Given records |
• • •

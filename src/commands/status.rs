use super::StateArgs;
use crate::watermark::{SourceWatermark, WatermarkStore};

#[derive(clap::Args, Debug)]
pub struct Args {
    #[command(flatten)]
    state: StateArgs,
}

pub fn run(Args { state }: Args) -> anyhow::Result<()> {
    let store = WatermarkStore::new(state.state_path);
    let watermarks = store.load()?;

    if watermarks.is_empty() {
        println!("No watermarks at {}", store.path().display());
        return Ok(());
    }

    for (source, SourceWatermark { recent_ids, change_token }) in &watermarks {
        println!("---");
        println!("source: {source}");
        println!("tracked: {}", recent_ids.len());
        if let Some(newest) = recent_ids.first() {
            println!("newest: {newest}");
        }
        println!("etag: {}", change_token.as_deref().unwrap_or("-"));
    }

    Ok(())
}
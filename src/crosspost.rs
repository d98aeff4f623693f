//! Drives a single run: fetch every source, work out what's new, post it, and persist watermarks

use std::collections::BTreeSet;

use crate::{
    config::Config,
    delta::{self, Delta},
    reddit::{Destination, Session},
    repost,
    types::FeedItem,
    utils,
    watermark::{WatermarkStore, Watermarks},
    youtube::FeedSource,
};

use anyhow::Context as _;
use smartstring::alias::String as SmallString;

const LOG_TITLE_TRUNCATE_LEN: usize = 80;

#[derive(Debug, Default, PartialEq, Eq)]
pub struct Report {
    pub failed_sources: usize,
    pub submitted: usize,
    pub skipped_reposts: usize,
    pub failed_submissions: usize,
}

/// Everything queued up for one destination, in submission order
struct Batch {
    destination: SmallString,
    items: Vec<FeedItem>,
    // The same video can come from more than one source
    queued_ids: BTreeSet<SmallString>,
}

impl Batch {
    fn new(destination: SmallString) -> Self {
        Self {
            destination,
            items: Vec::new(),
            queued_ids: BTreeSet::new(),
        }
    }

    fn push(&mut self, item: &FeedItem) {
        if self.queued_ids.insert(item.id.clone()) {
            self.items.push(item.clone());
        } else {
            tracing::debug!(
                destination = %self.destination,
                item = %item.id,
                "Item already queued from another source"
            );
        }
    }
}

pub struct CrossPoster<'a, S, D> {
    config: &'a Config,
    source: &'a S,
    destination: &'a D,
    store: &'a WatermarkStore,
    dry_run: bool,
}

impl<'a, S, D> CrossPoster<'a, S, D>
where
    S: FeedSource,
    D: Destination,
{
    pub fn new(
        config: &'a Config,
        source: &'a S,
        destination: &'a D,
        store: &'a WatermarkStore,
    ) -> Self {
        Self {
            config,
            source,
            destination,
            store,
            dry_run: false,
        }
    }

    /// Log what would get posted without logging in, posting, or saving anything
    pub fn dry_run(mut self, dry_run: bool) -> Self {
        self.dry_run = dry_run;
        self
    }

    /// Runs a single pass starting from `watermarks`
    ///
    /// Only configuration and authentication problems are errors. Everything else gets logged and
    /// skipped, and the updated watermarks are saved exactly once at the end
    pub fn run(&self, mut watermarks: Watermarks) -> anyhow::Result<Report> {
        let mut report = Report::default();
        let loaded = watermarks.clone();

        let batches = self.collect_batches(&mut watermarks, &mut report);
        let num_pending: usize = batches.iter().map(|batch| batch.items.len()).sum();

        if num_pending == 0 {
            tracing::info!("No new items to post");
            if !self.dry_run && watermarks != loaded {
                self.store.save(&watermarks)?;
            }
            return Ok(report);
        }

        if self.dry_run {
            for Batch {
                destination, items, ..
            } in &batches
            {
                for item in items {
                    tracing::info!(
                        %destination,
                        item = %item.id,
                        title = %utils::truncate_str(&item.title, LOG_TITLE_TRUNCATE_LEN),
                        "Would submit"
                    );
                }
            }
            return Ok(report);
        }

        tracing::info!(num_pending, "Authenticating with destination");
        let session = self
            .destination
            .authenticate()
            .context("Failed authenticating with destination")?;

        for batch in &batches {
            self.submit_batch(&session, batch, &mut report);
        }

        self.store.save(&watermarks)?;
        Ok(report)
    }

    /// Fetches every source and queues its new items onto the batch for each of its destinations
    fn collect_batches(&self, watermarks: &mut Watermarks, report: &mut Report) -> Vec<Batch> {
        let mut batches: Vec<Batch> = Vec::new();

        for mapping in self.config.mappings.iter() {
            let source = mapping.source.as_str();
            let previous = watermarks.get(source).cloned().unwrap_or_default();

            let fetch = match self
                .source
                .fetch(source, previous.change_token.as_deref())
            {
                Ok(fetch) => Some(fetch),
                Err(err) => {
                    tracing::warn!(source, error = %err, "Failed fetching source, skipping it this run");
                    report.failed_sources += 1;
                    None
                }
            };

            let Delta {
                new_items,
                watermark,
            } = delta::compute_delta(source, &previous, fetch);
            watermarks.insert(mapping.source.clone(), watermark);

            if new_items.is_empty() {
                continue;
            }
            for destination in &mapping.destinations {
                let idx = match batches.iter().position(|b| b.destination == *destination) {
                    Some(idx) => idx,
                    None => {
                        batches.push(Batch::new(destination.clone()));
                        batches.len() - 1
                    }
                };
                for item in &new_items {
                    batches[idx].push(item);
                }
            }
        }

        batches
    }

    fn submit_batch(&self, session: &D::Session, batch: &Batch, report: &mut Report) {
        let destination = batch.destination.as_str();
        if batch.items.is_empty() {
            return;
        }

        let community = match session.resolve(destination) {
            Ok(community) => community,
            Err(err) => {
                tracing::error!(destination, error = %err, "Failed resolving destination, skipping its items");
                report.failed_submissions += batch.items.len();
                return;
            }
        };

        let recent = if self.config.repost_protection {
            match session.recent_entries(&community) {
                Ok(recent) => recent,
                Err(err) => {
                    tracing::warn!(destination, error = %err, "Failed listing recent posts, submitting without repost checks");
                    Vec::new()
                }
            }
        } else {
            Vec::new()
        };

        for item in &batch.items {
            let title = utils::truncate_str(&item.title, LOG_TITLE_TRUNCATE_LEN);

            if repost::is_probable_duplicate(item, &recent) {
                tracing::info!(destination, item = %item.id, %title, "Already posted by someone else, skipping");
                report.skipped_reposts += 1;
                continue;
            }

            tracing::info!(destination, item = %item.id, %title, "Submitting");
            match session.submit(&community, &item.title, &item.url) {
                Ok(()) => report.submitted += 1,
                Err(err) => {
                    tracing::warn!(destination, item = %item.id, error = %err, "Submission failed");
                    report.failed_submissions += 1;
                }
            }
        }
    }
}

• • •

Exercise | Each line containing the word "usize" must be pulled from the listing and copied.

Answer to the problem |
const LOG_TITLE_TRUNCATE_LEN: usize = 80;
    pub failed_sources: usize,
    pub submitted: usize,
    pub skipped_reposts: usize,
    pub failed_submissions: usize,
        let num_pending: usize = batches.iter().map(|batch| batch.items.len()).sum();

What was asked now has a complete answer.